About this task →
Reproduce the records below exactly, with nothing altered.

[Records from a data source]
----------------------------------------

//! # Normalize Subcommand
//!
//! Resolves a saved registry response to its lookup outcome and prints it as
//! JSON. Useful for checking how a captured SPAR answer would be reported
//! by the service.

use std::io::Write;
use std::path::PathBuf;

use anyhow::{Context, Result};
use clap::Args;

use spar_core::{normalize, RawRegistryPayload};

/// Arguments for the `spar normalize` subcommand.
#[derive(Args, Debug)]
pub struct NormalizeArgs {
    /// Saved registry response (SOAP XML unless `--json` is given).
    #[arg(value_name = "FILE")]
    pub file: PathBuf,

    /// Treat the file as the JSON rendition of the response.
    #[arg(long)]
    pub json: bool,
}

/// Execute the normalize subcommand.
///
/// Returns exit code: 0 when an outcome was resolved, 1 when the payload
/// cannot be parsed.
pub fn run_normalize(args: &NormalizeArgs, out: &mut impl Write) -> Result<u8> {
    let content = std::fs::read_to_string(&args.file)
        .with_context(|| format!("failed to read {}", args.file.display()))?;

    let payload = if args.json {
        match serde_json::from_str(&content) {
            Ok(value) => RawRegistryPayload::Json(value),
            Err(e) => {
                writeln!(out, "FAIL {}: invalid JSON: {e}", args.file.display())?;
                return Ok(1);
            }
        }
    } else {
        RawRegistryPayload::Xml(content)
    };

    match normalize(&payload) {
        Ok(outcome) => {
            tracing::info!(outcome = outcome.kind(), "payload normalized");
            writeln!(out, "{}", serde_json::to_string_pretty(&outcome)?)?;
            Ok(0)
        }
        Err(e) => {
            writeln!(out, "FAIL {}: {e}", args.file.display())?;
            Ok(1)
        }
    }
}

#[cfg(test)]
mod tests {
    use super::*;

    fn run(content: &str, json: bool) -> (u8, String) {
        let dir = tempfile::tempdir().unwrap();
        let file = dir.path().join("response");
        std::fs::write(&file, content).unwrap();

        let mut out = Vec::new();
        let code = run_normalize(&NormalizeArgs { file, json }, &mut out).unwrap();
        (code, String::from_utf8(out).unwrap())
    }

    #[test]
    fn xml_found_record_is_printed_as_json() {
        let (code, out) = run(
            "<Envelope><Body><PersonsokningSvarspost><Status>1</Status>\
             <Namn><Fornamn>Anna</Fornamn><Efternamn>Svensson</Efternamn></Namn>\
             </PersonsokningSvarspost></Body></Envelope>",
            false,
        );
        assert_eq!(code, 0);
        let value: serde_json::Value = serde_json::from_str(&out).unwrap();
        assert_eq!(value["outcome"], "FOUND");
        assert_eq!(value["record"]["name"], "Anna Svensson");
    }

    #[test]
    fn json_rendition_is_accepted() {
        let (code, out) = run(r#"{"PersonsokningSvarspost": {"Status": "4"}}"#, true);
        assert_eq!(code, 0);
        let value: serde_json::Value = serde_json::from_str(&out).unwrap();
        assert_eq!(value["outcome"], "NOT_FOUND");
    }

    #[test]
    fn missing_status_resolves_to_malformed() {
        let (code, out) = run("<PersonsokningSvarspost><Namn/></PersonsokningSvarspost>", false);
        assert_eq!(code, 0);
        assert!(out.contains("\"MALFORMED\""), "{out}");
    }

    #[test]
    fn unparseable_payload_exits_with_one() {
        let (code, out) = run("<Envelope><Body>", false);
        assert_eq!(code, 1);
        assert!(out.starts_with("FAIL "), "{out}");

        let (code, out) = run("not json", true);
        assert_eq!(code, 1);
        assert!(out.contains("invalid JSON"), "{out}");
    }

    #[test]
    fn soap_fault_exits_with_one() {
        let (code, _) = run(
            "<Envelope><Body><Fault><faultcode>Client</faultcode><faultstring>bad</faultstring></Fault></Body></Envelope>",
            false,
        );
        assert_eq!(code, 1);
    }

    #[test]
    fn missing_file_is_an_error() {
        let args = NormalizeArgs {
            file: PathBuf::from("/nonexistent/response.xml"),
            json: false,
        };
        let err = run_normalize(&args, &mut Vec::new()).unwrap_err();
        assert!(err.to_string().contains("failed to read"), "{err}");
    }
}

----------------------------------------

Exercise result →
//! # Normalize Subcommand
//!
//! Resolves a saved registry response to its lookup outcome and prints it as
//! JSON. Useful for checking how a captured SPAR answer would be reported
//! by the service.

use std::io::Write;
use std::path::PathBuf;

use anyhow::{Context, Result};
use clap::Args;

use spar_core::{normalize, RawRegistryPayload};

/// Arguments for the `spar normalize` subcommand.
#[derive(Args, Debug)]
pub struct NormalizeArgs {
    /// Saved registry response (SOAP XML unless `--json` is given).
    #[arg(value_name = "FILE")]
    pub file: PathBuf,

    /// Treat the file as the JSON rendition of the response.
    #[arg(long)]
    pub json: bool,
}

/// Execute the normalize subcommand.
///
/// Returns exit code: 0 when an outcome was resolved, 1 when the payload
/// cannot be parsed.
pub fn run_normalize(args: &NormalizeArgs, out: &mut impl Write) -> Result<u8> {
    let content = std::fs::read_to_string(&args.file)
        .with_context(|| format!("failed to read {}", args.file.display()))?;

    let payload = if args.json {
        match serde_json::from_str(&content) {
            Ok(value) => RawRegistryPayload::Json(value),
            Err(e) => {
                writeln!(out, "FAIL {}: invalid JSON: {e}", args.file.display())?;
                return Ok(1);
            }
        }
    } else {
        RawRegistryPayload::Xml(content)
    };

    match normalize(&payload) {
        Ok(outcome) => {
            tracing::info!(outcome = outcome.kind(), "payload normalized");
            writeln!(out, "{}", serde_json::to_string_pretty(&outcome)?)?;
            Ok(0)
        }
        Err(e) => {
            writeln!(out, "FAIL {}: {e}", args.file.display())?;
            Ok(1)
        }
    }
}

#[cfg(test)]
mod tests {
    use super::*;

    fn run(content: &str, json: bool) -> (u8, String) {
        let dir = tempfile::tempdir().unwrap();
        let file = dir.path().join("response");
        std::fs::write(&file, content).unwrap();

        let mut out = Vec::new();
        let code = run_normalize(&NormalizeArgs { file, json }, &mut out).unwrap();
        (code, String::from_utf8(out).unwrap())
    }

    #[test]
    fn xml_found_record_is_printed_as_json() {
        let (code, out) = run(
            "<Envelope><Body><PersonsokningSvarspost><Status>1</Status>\
             <Namn><Fornamn>Anna</Fornamn><Efternamn>Svensson</Efternamn></Namn>\
             </PersonsokningSvarspost></Body></Envelope>",
            false,
        );
        assert_eq!(code, 0);
        let value: serde_json::Value = serde_json::from_str(&out).unwrap();
        assert_eq!(value["outcome"], "FOUND");
        assert_eq!(value["record"]["name"], "Anna Svensson");
    }

    #[test]
    fn json_rendition_is_accepted() {
        let (code, out) = run(r#"{"PersonsokningSvarspost": {"Status": "4"}}"#, true);
        assert_eq!(code, 0);
        let value: serde_json::Value = serde_json::from_str(&out).unwrap();
        assert_eq!(value["outcome"], "NOT_FOUND");
    }

    #[test]
    fn missing_status_resolves_to_malformed() {
        let (code, out) = run("<PersonsokningSvarspost><Namn/></PersonsokningSvarspost>", false);
        assert_eq!(code, 0);
        assert!(out.contains("\"MALFORMED\""), "{out}");
    }

    #[test]
    fn unparseable_payload_exits_with_one() {
        let (code, out) = run("<Envelope><Body>", false);
        assert_eq!(code, 1);
        assert!(out.starts_with("FAIL "), "{out}");

        let (code, out) = run("not json", true);
        assert_eq!(code, 1);
        assert!(out.contains("invalid JSON"), "{out}");
    }

    #[test]
    fn soap_fault_exits_with_one() {
        let (code, _) = run(
            "<Envelope><Body><Fault><faultcode>Client</faultcode><faultstring>bad</faultstring></Fault></Body></Envelope>",
            false,
        );
        assert_eq!(code, 1);
    }

    #[test]
    fn missing_file_is_an_error() {
        let args = NormalizeArgs {
            file: PathBuf::from("/nonexistent/response.xml"),
            json: false,
        };
        let err = run_normalize(&args, &mut Vec::new()).unwrap_err();
        assert!(err.to_string().contains("failed to read"), "{err}");
    }
}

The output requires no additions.